During a Senate Commerce subcommittee hearing on October 5, Whistleblower Frances Haugen called for transparency about how Facebook entices its users to keep scrolling on its apps, and the harmful effect it can have on users.

‘As long as Facebook is operating in the shadows, hiding its research from public scrutiny, it is unaccountable,’ said Haugen, a former product manager on Facebook’s civic misinformation team. She left the nearly $1 trillion company with tens of thousands of confidential documents.

‘The company’s leadership knows how to make Facebook and Instagram safer, but won’t make the necessary changes because they have put their astronomical profits before people. Congressional action is needed,’ Haugen said.
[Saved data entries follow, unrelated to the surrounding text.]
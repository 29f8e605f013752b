use super::*;

const ENV_KEYS: [&str; 6] = [
    "ADGEN_API_URL",
    "ADGEN_REQUEST_TIMEOUT_SECS",
    "ADGEN_CONNECT_TIMEOUT_SECS",
    "ADGEN_LIST_POLL_MS",
    "ADGEN_DETAIL_POLL_MS",
    "ADGEN_TOAST_MS",
];

// Env vars are process-global; serialize every test that touches them.
static ENV_LOCK: std::sync::Mutex<()> = std::sync::Mutex::new(());

/// # Safety
/// Callers must hold `ENV_LOCK`.
unsafe fn clear_adgen_env() {
    for key in ENV_KEYS {
        unsafe { std::env::remove_var(key) };
    }
}

#[test]
fn from_env_uses_defaults() {
    let _guard = ENV_LOCK.lock().unwrap_or_else(std::sync::PoisonError::into_inner);
    unsafe { clear_adgen_env() };

    let cfg = ClientConfig::from_env().unwrap();
    assert_eq!(cfg, ClientConfig::default());
    assert_eq!(cfg.api_url, DEFAULT_API_URL);
    assert_eq!(cfg.poll.list(), Duration::from_millis(5_000));
    assert_eq!(cfg.poll.detail(), Duration::from_millis(3_000));
    assert_eq!(cfg.toast_ttl(), Duration::from_millis(5_000));
}

#[test]
fn from_env_parses_overrides() {
    let _guard = ENV_LOCK.lock().unwrap_or_else(std::sync::PoisonError::into_inner);
    unsafe {
        clear_adgen_env();
        std::env::set_var("ADGEN_API_URL", "https://adgen.example.test/api/");
        std::env::set_var("ADGEN_REQUEST_TIMEOUT_SECS", "42");
        std::env::set_var("ADGEN_CONNECT_TIMEOUT_SECS", "7");
        std::env::set_var("ADGEN_LIST_POLL_MS", "250");
        std::env::set_var("ADGEN_DETAIL_POLL_MS", "100");
        std::env::set_var("ADGEN_TOAST_MS", "900");
    }

    let cfg = ClientConfig::from_env().unwrap();
    assert_eq!(cfg.api_url, "https://adgen.example.test/api");
    assert_eq!(cfg.timeouts, Timeouts { request_secs: 42, connect_secs: 7 });
    assert_eq!(cfg.poll, PollIntervals { list_ms: 250, detail_ms: 100 });
    assert_eq!(cfg.toast_ms, 900);

    unsafe { clear_adgen_env() };
}

#[test]
fn from_env_falls_back_on_bad_or_zero_numbers() {
    let _guard = ENV_LOCK.lock().unwrap_or_else(std::sync::PoisonError::into_inner);
    unsafe {
        clear_adgen_env();
        std::env::set_var("ADGEN_LIST_POLL_MS", "soon");
        std::env::set_var("ADGEN_DETAIL_POLL_MS", "0");
    }

    let cfg = ClientConfig::from_env().unwrap();
    assert_eq!(cfg.poll.list_ms, DEFAULT_LIST_POLL_MS);
    assert_eq!(cfg.poll.detail_ms, DEFAULT_DETAIL_POLL_MS);

    unsafe { clear_adgen_env() };
}

#[test]
fn from_env_rejects_non_http_url() {
    let _guard = ENV_LOCK.lock().unwrap_or_else(std::sync::PoisonError::into_inner);
    unsafe {
        clear_adgen_env();
        std::env::set_var("ADGEN_API_URL", "ftp://files.example.test");
    }

    let err = ClientConfig::from_env().unwrap_err().to_string();
    assert!(err.contains("invalid API URL"));

    unsafe { clear_adgen_env() };
}

#[test]
fn with_api_url_trims_trailing_slash() {
    let cfg = ClientConfig::default().with_api_url("http://localhost:9000/").unwrap();
    assert_eq!(cfg.api_url, "http://localhost:9000");
}

#[test]
fn with_api_url_rejects_garbage() {
    assert!(ClientConfig::default().with_api_url("not a url").is_err());
}
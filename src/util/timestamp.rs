//! Parsing and formatting of backend timestamps.
//!
//! The backend emits either RFC 3339 (`2025-03-01T10:00:00Z`) or a naive
//! ISO-8601 datetime (`2025-03-01T10:00:00.123456`). Naive values are read
//! as UTC. Anything unparseable is shown verbatim.

use time::format_description::well_known::Rfc3339;
use time::macros::format_description;
use time::{OffsetDateTime, PrimitiveDateTime};

pub fn parse(raw: &str) -> Option<OffsetDateTime> {
    let raw = raw.trim();
    if let Ok(ts) = OffsetDateTime::parse(raw, &Rfc3339) {
        return Some(ts);
    }
    let with_fraction = format_description!("[year]-[month]-[day]T[hour]:[minute]:[second].[subsecond]");
    let without_fraction = format_description!("[year]-[month]-[day]T[hour]:[minute]:[second]");
    PrimitiveDateTime::parse(raw, with_fraction)
        .or_else(|_| PrimitiveDateTime::parse(raw, without_fraction))
        .ok()
        .map(PrimitiveDateTime::assume_utc)
}

/// `YYYY-MM-DD`, or the raw string when it does not parse.
pub fn format_date(raw: &str) -> String {
    let fmt = format_description!("[year]-[month]-[day]");
    parse(raw)
        .and_then(|ts| ts.format(fmt).ok())
        .unwrap_or_else(|| raw.to_owned())
}

/// `YYYY-MM-DD HH:MM:SS UTC`, or the raw string when it does not parse.
pub fn format_datetime(raw: &str) -> String {
    let fmt = format_description!("[year]-[month]-[day] [hour]:[minute]:[second]");
    parse(raw)
        .and_then(|ts| ts.to_offset(time::UtcOffset::UTC).format(fmt).ok())
        .map_or_else(|| raw.to_owned(), |s| format!("{s} UTC"))
}

/// Whole seconds between two timestamps, rounded to nearest.
#[allow(clippy::cast_possible_truncation)]
pub fn elapsed_secs(start: &str, end: &str) -> Option<i64> {
    let elapsed = parse(end)? - parse(start)?;
    Some(elapsed.as_seconds_f64().round() as i64)
}

/// Backend-reported duration as `"{n}s"`, or `-` when absent, zero or NaN.
pub fn format_duration(duration: Option<f64>) -> String {
    match duration.filter(|secs| *secs != 0.0 && !secs.is_nan()) {
        Some(secs) if secs.fract() == 0.0 => format!("{secs:.0}s"),
        Some(secs) => format!("{secs:.1}s"),
        None => "-".to_owned(),
    }
}

#[cfg(test)]
#[path = "timestamp_test.rs"]
mod tests;
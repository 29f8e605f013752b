//! In-memory `RunsApi` for page tests.

use std::sync::Mutex;

use tokio::sync::Semaphore;

use crate::net::types::{
    ApiError, CreateRunRequest, CreateRunResponse, Run, RunDetail, RunInputs, RunsApi, UploadRequest,
};

pub(crate) fn run(id: &str, status: &str) -> Run {
    Run {
        run_id: id.into(),
        prompt: format!("prompt {id}"),
        status: status.into(),
        created_at: "2025-03-01T10:00:00Z".into(),
        finished_at: None,
        duration: None,
    }
}

pub(crate) fn detail(status: &str, finished_at: Option<&str>) -> RunDetail {
    RunDetail {
        run_id: "run-1".into(),
        status: status.into(),
        created_at: "2025-03-01T10:00:00Z".into(),
        finished_at: finished_at.map(Into::into),
        prompt: None,
        duration: None,
        inputs: RunInputs { prompt: "citrus soda on a beach".into(), ..RunInputs::default() },
        artifacts: None,
        logs_url: None,
    }
}

fn server_error(path: &str) -> ApiError {
    ApiError::Status { path: path.into(), status: 500, body: "mock failure".into() }
}

#[derive(Default)]
pub(crate) struct MockApi {
    calls: Mutex<Vec<String>>,
    pub(crate) runs: Mutex<Option<Vec<Run>>>,
    pub(crate) detail: Mutex<Option<RunDetail>>,
    pub(crate) finalized: Mutex<Option<RunDetail>>,
    pub(crate) cancelled: Mutex<Option<RunDetail>>,
    pub(crate) created: Mutex<Option<CreateRunResponse>>,
    pub(crate) create_requests: Mutex<Vec<CreateRunRequest>>,
    pub(crate) uploads: Mutex<Vec<UploadRequest>>,
    finalize_gate: Option<Semaphore>,
}

impl MockApi {
    pub(crate) fn with_runs(self, runs: Vec<Run>) -> Self {
        *self.runs.lock().unwrap() = Some(runs);
        self
    }

    pub(crate) fn with_detail(self, detail: RunDetail) -> Self {
        *self.detail.lock().unwrap() = Some(detail);
        self
    }

    pub(crate) fn with_finalized(self, detail: RunDetail) -> Self {
        *self.finalized.lock().unwrap() = Some(detail);
        self
    }

    pub(crate) fn with_cancelled(self, detail: RunDetail) -> Self {
        *self.cancelled.lock().unwrap() = Some(detail);
        self
    }

    pub(crate) fn with_created(self, response: CreateRunResponse) -> Self {
        *self.created.lock().unwrap() = Some(response);
        self
    }

    /// Make `finalize_run` block until [`MockApi::release_finalize`].
    pub(crate) fn gated_finalize(mut self) -> Self {
        self.finalize_gate = Some(Semaphore::new(0));
        self
    }

    pub(crate) fn release_finalize(&self) {
        if let Some(gate) = &self.finalize_gate {
            gate.add_permits(1);
        }
    }

    pub(crate) fn count(&self, call: &str) -> usize {
        self.calls.lock().unwrap().iter().filter(|c| c.as_str() == call).count()
    }

    pub(crate) fn calls(&self) -> Vec<String> {
        self.calls.lock().unwrap().clone()
    }

    fn record(&self, call: &str) {
        self.calls.lock().unwrap().push(call.to_owned());
    }
}

#[async_trait::async_trait]
impl RunsApi for MockApi {
    async fn create_run(&self, request: &CreateRunRequest) -> Result<CreateRunResponse, ApiError> {
        self.record("create_run");
        self.create_requests.lock().unwrap().push(request.clone());
        self.created.lock().unwrap().clone().ok_or_else(|| server_error("/generate"))
    }

    async fn create_run_upload(&self, upload: &UploadRequest) -> Result<CreateRunResponse, ApiError> {
        self.record("create_run_upload");
        self.uploads.lock().unwrap().push(upload.clone());
        self.created.lock().unwrap().clone().ok_or_else(|| server_error("/generate"))
    }

    async fn list_runs(&self) -> Result<Vec<Run>, ApiError> {
        self.record("list_runs");
        self.runs.lock().unwrap().clone().ok_or_else(|| server_error("/runs"))
    }

    async fn get_run(&self, run_id: &str) -> Result<RunDetail, ApiError> {
        self.record("get_run");
        self.detail.lock().unwrap().clone().ok_or_else(|| ApiError::Status {
            path: format!("/runs/{run_id}"),
            status: 404,
            body: "Run not found".into(),
        })
    }

    async fn cancel_run(&self, run_id: &str) -> Result<RunDetail, ApiError> {
        self.record("cancel_run");
        let cancelled = self.cancelled.lock().unwrap().clone();
        match cancelled {
            Some(detail) => {
                *self.detail.lock().unwrap() = Some(detail.clone());
                Ok(detail)
            }
            None => Err(server_error(&format!("/runs/{run_id}/cancel"))),
        }
    }

    async fn finalize_run(&self, run_id: &str) -> Result<RunDetail, ApiError> {
        self.record("finalize_run");
        if let Some(gate) = &self.finalize_gate {
            gate.acquire().await.unwrap().forget();
        }
        self.finalized
            .lock()
            .unwrap()
            .clone()
            .ok_or_else(|| server_error(&format!("/finalize/{run_id}")))
    }
}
Haugen revealed she was the person who provided documents used in a Wall Street Journal and a Senate hearing on Instagram’s harm to teenage girls. She compared the social media services to addictive substances like tobacco and opioids.

Before the hearing, she appeared on CBS television program ’60 Minutes,’ revealing her identity as the whistleblower who provided the documents.

‘There were conflicts of interest between what was good for the public and what was good for Facebook,’ she said during the interview. ‘And Facebook over and over again chose to optimize for its own interests like making more money.’

Haugen, who previously worked at Google and Pinterest, said Facebook has lied to the public about the progress it made to clamp down on hate speech and misinformation on its platform.

She added that Facebook was used to help organize the Capitol riot on January 6, after the company turned off safety systems following the U.S. presidential elections.

While she believed no one at Facebook was ‘malevolent,’ she said the company had misaligned incentives.

In response to Haugen’s bombshell comments, a Facebook executive accused her of stealing company documents and claimed she is ‘not an expert’ on the company’s content algorithms.

Facebook Vice President of Content Policy Monika Bickert spoke out in an interview with Fox News on, slamming Haugen a day after she testified to Congress.

Bickert said that Haugen ‘mischaracterized’ the internal studies regarding the harmful impacts of content on Facebook, Instagram and WhatsApp, which she presented to to Congress.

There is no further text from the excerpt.